Your task: In the data below, which lines hold the word "Failed"? Copy them.

[Stored data entries]
________________________

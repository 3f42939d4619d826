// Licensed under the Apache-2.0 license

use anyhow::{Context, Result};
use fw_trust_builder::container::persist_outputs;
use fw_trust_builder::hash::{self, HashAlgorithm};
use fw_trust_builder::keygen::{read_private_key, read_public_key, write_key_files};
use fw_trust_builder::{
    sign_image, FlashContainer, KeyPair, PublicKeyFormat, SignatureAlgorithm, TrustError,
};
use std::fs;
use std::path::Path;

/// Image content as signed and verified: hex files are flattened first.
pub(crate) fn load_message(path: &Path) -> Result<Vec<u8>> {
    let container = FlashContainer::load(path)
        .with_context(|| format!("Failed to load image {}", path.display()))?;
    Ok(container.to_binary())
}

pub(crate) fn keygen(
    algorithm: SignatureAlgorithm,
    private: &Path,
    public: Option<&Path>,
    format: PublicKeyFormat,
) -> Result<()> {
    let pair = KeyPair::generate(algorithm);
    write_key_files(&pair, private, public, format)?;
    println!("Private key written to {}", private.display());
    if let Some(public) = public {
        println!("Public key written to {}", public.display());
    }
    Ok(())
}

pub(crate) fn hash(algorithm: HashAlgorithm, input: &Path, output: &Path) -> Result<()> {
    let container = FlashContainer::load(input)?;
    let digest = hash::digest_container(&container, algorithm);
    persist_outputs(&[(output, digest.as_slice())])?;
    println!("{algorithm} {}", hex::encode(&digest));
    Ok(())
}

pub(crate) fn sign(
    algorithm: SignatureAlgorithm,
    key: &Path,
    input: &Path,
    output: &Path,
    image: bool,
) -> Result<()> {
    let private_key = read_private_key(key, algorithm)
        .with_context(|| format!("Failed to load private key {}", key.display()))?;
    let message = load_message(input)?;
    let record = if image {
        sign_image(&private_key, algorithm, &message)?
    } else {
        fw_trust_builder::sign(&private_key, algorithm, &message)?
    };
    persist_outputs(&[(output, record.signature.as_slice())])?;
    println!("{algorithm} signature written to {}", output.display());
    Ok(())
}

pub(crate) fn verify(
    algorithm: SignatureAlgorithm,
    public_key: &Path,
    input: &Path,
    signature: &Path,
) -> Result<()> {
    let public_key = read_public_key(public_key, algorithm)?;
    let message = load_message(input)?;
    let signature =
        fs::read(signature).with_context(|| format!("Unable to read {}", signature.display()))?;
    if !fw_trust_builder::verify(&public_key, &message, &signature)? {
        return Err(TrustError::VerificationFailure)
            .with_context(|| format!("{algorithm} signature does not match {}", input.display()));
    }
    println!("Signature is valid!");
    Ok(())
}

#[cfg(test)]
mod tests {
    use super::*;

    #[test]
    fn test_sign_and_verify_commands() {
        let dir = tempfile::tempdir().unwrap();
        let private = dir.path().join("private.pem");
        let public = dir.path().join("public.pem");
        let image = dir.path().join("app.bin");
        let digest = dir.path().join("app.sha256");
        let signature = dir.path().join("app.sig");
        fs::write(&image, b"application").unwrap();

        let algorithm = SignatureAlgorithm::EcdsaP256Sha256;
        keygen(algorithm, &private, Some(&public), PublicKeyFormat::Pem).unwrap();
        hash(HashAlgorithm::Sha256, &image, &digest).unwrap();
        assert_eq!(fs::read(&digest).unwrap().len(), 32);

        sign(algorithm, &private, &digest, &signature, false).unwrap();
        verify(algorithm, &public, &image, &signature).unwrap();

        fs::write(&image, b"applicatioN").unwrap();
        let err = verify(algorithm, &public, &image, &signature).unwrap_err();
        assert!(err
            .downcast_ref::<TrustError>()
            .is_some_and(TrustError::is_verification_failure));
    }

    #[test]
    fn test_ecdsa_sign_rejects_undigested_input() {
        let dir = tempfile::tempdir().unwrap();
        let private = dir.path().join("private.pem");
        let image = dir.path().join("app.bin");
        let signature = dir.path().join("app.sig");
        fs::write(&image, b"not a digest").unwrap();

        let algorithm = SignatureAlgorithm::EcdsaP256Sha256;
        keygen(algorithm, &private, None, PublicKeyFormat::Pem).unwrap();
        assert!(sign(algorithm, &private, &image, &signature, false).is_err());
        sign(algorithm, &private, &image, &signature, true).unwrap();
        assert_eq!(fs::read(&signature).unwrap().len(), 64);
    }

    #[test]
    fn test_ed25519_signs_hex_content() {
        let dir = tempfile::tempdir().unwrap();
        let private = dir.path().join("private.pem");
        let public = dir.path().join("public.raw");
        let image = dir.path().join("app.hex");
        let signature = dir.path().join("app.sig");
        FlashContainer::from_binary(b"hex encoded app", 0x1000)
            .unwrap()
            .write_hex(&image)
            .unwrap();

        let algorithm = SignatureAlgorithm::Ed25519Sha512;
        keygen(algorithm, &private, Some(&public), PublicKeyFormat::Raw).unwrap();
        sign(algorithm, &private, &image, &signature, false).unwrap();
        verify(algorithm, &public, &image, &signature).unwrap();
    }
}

________________________

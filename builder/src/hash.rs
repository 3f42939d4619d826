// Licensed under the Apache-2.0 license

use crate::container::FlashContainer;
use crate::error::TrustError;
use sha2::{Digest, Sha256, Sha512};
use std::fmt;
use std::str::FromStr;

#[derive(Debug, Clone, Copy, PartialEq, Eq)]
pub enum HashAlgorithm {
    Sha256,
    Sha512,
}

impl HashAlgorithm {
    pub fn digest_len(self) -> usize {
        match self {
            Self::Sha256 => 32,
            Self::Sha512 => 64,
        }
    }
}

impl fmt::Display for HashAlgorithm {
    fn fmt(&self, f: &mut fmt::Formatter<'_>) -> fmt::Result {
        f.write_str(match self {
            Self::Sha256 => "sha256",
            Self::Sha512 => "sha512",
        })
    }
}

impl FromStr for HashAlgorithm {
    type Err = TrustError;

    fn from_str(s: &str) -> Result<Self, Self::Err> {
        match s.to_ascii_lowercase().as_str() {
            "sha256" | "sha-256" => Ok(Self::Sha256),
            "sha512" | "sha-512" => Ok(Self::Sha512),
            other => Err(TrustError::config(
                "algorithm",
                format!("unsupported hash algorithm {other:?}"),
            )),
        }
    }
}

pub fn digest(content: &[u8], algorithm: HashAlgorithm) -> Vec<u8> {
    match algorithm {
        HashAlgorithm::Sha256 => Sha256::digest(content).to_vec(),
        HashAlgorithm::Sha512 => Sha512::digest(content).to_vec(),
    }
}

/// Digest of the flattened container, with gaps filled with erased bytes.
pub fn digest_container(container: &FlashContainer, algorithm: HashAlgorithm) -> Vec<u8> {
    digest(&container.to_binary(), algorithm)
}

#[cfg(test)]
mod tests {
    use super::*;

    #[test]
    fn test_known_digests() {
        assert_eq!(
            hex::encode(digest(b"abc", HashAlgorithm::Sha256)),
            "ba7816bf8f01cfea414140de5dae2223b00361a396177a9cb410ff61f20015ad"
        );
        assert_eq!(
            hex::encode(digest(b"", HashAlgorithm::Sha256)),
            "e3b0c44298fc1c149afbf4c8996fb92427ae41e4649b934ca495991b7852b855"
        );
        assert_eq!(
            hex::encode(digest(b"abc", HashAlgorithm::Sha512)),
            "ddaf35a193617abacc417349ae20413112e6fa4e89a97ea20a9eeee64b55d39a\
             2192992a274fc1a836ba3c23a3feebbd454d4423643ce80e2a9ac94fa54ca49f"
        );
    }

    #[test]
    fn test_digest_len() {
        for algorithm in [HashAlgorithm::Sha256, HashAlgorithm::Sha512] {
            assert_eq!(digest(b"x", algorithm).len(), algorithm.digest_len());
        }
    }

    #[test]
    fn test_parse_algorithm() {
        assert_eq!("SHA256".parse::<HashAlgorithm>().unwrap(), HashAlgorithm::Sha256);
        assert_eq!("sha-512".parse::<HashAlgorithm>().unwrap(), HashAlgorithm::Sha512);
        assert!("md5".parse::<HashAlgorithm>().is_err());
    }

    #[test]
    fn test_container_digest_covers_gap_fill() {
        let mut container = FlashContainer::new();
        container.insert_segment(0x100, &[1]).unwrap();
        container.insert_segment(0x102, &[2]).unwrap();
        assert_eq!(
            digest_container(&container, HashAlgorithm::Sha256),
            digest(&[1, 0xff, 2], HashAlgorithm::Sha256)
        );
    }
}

________________________

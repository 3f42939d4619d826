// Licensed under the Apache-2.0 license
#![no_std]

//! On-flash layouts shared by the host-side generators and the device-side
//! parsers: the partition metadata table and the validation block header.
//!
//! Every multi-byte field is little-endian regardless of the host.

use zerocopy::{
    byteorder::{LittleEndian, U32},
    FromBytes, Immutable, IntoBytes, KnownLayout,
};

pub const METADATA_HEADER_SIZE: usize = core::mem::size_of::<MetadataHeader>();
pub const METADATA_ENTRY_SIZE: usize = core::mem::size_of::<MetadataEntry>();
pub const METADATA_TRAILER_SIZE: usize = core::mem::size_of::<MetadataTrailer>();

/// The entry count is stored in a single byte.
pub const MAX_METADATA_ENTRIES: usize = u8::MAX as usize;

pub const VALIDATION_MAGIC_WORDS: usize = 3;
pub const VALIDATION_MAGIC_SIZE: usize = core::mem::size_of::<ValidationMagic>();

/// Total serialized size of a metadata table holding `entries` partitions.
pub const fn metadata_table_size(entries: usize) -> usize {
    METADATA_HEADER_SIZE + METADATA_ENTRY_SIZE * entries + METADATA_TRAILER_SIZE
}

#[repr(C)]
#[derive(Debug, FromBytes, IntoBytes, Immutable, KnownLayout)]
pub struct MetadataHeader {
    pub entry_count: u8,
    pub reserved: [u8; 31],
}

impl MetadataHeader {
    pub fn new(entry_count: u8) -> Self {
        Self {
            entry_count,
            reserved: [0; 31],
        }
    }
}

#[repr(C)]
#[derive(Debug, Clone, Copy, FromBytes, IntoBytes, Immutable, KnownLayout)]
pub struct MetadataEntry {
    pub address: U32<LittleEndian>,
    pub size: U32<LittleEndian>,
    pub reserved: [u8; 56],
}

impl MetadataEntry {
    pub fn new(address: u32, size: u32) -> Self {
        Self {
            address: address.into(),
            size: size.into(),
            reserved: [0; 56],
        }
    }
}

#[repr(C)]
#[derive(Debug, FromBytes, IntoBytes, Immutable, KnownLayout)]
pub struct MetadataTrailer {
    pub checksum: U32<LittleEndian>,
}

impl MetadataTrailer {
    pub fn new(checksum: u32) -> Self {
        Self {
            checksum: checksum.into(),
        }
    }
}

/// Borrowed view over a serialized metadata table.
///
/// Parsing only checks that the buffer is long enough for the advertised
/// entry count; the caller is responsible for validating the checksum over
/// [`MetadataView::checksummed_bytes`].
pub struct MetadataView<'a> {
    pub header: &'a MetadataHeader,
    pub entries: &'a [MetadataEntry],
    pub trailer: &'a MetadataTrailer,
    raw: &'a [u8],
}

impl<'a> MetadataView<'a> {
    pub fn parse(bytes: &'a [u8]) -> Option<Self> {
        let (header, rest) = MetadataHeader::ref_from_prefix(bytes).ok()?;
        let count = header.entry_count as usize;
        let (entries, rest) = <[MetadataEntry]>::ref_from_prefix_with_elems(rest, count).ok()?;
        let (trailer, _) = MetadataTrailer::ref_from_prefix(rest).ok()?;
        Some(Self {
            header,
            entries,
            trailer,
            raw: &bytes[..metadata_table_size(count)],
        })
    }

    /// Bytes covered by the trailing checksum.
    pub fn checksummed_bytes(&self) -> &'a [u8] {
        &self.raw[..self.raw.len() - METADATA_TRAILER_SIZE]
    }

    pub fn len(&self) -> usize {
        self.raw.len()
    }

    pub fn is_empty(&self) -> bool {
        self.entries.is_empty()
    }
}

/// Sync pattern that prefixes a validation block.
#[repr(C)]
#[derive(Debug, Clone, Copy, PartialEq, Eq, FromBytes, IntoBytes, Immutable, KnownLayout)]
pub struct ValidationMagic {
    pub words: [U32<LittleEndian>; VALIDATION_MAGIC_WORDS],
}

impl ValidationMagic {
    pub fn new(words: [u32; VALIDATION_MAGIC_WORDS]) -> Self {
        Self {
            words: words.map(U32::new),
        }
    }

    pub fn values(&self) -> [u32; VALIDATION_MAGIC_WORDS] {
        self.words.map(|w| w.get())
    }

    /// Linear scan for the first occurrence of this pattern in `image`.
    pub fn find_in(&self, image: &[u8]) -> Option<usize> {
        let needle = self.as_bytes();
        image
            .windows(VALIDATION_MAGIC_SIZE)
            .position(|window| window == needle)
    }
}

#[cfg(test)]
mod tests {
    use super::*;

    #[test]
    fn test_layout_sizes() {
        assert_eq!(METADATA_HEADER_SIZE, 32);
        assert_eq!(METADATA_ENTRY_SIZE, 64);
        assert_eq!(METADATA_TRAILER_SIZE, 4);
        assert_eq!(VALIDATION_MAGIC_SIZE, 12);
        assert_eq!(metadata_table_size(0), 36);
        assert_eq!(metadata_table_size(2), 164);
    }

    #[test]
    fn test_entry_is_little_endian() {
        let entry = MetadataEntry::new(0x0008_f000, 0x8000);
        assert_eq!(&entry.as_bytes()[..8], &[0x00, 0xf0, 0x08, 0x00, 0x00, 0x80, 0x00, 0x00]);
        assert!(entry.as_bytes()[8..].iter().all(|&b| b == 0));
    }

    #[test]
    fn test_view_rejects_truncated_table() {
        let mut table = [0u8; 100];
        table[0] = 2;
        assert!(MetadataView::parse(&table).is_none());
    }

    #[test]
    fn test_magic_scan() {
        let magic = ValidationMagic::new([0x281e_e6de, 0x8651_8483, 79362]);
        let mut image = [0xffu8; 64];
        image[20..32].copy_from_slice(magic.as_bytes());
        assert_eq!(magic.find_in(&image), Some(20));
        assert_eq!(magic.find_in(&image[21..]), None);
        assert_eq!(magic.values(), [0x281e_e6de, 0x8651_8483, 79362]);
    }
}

________________________

Answer section:
        .with_context(|| format!("Failed to load image {}", path.display()))?;
        .with_context(|| format!("Failed to load private key {}", key.display()))?;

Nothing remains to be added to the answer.